**** DATA PROVIDED

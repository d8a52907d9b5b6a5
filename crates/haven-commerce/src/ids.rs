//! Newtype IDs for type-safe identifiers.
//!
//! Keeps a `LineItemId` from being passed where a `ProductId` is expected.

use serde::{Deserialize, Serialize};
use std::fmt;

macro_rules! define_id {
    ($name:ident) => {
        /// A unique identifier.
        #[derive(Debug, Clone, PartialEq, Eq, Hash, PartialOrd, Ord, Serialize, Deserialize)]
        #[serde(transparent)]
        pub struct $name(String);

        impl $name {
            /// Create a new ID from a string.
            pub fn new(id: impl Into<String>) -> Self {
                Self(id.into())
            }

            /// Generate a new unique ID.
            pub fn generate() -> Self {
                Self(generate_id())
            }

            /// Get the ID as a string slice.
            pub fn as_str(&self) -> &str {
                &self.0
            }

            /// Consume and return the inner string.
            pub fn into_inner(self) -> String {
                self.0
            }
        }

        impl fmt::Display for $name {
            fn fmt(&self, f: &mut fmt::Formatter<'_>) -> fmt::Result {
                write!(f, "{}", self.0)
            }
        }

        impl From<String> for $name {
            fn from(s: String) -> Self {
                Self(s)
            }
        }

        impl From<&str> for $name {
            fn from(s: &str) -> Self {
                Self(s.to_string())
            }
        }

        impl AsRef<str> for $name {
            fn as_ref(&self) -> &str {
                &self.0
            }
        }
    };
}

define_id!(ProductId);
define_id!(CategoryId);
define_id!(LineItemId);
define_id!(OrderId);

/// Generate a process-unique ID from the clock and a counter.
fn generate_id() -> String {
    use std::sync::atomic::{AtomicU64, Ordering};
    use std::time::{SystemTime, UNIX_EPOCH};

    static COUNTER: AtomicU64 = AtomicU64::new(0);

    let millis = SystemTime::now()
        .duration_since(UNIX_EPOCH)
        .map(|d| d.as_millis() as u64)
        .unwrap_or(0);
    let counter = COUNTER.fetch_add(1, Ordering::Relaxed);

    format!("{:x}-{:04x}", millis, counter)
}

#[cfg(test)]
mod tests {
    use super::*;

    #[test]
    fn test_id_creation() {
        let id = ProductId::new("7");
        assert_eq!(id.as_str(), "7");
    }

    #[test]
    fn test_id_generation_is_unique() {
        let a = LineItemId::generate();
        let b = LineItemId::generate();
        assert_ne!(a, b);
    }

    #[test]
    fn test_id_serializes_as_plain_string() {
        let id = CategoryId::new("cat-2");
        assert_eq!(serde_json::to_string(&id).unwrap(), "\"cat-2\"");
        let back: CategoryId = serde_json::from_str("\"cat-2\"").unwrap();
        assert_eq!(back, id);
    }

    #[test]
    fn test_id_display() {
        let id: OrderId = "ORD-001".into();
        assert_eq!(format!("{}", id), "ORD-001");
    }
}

********
**** DATA PROVIDED

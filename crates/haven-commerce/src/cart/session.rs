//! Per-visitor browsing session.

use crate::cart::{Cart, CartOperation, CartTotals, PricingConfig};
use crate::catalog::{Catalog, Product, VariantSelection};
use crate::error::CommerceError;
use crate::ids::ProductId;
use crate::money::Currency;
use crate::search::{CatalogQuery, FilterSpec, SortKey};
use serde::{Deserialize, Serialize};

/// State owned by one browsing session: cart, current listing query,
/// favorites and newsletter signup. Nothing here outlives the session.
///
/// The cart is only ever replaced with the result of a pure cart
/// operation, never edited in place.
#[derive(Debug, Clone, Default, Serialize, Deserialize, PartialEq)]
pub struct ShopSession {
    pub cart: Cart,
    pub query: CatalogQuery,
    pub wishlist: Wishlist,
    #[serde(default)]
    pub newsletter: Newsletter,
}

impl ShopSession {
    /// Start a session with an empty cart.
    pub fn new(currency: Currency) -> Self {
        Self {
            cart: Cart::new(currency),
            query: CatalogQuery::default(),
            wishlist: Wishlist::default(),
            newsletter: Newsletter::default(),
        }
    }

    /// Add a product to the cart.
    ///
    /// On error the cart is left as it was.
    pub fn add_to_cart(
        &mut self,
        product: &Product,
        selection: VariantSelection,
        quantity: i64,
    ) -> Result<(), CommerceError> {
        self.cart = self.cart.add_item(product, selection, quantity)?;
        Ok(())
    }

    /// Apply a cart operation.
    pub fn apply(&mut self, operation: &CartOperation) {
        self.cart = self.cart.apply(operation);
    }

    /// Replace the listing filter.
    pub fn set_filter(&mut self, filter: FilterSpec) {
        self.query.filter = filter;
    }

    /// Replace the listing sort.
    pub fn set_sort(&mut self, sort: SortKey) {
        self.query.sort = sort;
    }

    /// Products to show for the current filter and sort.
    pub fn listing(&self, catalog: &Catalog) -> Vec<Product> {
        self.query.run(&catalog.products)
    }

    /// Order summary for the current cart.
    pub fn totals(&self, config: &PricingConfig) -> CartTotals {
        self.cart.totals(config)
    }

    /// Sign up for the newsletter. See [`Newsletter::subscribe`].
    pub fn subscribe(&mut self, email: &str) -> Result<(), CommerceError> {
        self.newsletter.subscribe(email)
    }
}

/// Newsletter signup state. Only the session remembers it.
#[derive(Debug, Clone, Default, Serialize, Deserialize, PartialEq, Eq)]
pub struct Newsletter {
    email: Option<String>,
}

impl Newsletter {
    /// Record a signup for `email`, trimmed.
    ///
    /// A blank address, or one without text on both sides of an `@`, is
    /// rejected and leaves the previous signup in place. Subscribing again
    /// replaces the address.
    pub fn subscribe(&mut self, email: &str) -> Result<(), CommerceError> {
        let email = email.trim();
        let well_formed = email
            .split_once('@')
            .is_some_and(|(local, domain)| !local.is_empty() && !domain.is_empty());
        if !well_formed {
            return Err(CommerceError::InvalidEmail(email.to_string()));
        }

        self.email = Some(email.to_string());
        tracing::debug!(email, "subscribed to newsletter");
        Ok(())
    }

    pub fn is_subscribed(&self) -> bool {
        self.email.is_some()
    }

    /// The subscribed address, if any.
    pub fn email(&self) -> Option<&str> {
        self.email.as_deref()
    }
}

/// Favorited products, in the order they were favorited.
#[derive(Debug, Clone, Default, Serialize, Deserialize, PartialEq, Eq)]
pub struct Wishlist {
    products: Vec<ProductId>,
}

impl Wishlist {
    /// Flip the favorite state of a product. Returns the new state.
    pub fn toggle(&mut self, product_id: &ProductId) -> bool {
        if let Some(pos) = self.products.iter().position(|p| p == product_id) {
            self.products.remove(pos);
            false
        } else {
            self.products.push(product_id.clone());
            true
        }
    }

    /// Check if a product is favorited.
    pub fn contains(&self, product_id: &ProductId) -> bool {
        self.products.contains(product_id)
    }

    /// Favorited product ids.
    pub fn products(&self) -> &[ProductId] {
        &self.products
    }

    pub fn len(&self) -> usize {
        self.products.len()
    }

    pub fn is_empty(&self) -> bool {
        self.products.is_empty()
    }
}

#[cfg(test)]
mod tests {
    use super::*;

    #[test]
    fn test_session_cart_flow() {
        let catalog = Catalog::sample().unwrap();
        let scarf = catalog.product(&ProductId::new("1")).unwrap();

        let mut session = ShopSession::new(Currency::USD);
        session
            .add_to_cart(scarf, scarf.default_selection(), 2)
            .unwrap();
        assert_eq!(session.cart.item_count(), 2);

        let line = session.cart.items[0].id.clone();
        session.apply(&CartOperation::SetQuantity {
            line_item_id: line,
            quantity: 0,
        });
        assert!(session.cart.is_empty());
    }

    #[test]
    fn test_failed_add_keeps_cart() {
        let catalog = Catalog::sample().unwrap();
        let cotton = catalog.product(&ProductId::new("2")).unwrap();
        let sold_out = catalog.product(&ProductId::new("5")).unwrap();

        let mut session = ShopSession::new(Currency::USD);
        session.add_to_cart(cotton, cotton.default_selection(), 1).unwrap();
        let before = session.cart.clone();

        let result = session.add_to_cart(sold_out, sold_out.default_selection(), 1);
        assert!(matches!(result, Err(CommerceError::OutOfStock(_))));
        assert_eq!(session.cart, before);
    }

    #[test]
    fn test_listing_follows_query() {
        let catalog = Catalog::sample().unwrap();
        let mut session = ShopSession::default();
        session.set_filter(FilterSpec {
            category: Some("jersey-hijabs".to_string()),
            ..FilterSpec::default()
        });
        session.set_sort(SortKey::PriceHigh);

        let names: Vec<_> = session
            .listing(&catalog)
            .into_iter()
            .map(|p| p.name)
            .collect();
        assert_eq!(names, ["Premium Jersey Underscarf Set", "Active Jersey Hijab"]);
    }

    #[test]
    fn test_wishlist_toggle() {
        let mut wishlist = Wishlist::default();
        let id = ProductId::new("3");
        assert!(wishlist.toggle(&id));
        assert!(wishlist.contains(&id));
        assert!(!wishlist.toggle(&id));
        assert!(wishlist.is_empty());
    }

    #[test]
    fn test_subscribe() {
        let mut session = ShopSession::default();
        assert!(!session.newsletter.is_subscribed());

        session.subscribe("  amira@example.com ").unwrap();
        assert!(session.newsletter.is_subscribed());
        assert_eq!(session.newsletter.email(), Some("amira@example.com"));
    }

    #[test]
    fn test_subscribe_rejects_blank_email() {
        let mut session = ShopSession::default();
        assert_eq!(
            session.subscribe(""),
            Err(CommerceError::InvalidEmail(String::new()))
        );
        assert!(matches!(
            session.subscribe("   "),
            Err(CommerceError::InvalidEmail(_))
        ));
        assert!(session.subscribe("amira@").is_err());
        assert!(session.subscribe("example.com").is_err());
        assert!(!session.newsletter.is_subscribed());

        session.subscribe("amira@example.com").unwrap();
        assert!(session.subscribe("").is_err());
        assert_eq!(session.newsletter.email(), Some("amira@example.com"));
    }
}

********
**** DATA PROVIDED

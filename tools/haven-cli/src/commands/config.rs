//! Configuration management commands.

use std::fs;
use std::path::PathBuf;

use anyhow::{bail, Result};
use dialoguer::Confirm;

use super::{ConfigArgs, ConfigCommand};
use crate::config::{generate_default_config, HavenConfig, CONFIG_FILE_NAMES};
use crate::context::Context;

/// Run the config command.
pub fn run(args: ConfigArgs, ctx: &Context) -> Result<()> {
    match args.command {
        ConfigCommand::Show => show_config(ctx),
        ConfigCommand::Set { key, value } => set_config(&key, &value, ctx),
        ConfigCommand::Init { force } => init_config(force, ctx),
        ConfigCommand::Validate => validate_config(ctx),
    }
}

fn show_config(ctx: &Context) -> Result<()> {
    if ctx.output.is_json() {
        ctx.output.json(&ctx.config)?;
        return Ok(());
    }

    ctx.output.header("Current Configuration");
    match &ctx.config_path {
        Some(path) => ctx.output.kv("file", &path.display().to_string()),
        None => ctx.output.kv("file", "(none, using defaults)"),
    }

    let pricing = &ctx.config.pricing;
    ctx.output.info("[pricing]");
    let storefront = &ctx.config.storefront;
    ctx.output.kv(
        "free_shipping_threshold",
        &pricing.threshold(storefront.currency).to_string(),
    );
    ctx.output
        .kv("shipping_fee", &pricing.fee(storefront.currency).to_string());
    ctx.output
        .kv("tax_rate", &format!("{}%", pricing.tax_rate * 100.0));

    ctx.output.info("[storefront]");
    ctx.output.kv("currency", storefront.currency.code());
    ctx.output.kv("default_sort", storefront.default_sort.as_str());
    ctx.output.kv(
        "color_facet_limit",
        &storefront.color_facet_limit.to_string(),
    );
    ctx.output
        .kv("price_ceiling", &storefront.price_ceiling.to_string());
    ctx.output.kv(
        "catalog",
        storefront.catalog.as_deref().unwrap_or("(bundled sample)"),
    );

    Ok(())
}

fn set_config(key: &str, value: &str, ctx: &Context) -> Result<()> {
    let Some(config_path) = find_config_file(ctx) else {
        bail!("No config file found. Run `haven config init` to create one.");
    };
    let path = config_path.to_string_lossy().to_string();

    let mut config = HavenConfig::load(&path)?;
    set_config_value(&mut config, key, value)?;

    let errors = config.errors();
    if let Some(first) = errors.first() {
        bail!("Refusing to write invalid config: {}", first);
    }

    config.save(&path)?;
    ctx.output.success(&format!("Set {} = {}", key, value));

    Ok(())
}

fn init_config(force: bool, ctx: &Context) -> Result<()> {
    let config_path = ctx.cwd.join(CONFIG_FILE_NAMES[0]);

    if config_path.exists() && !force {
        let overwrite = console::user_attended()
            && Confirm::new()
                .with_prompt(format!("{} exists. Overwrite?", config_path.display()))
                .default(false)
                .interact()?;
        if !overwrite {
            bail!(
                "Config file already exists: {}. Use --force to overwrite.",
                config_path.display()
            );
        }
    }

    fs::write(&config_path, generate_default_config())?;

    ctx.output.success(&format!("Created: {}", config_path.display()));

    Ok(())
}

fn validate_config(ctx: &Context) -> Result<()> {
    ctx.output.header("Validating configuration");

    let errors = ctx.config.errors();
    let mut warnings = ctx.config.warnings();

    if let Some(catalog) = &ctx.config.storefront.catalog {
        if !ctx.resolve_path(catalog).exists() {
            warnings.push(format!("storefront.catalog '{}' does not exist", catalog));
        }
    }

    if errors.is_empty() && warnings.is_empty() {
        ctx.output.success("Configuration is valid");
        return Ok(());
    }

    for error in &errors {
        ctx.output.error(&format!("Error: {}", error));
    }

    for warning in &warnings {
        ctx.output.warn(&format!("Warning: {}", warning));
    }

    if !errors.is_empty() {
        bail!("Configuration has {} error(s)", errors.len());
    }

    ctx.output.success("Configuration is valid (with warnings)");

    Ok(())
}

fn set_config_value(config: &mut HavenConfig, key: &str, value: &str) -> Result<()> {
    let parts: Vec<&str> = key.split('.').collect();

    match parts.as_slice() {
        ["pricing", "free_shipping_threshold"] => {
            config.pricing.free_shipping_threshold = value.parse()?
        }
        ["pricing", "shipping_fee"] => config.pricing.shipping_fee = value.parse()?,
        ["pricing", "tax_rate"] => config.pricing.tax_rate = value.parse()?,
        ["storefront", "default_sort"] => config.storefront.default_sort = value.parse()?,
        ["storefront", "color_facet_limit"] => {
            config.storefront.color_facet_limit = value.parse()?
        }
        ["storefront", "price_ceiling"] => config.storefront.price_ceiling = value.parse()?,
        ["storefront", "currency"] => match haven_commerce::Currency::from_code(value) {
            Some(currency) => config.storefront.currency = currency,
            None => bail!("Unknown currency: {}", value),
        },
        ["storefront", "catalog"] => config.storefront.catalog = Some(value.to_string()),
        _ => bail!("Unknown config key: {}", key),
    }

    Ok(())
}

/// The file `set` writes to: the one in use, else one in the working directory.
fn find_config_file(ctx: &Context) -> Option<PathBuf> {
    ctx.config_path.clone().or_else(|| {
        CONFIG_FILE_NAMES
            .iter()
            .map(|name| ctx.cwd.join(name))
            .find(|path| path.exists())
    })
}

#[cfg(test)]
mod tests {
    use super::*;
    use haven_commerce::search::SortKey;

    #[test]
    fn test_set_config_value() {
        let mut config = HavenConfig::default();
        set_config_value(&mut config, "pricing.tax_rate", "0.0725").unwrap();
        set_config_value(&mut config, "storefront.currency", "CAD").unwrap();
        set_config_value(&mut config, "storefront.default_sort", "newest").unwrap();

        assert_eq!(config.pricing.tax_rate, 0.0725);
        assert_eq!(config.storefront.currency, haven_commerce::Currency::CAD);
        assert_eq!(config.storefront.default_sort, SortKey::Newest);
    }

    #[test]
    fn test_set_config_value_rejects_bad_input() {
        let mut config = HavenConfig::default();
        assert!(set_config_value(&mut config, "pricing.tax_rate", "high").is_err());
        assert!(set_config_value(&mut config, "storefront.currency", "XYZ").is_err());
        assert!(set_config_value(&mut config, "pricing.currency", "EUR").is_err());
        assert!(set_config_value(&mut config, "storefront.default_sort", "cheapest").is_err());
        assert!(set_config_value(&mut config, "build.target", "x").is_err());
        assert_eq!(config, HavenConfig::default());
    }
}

********

Set down only the lines above that fall between the line holding "repository d8a52907d9b5b6a5" and the line holding "impl fmt::Display for", inclusive, keeping each exact.

repository d8a52907d9b5b6a5
filename crates/haven-commerce/src/ids.rs
//! Newtype IDs for type-safe identifiers.
//!
//! Keeps a `LineItemId` from being passed where a `ProductId` is expected.

use serde::{Deserialize, Serialize};
use std::fmt;

macro_rules! define_id {
    ($name:ident) => {
        /// A unique identifier.
        #[derive(Debug, Clone, PartialEq, Eq, Hash, PartialOrd, Ord, Serialize, Deserialize)]
        #[serde(transparent)]
        pub struct $name(String);

        impl $name {
            /// Create a new ID from a string.
            pub fn new(id: impl Into<String>) -> Self {
                Self(id.into())
            }

            /// Generate a new unique ID.
            pub fn generate() -> Self {
                Self(generate_id())
            }

            /// Get the ID as a string slice.
            pub fn as_str(&self) -> &str {
                &self.0
            }

            /// Consume and return the inner string.
            pub fn into_inner(self) -> String {
                self.0
            }
        }

        impl fmt::Display for $name {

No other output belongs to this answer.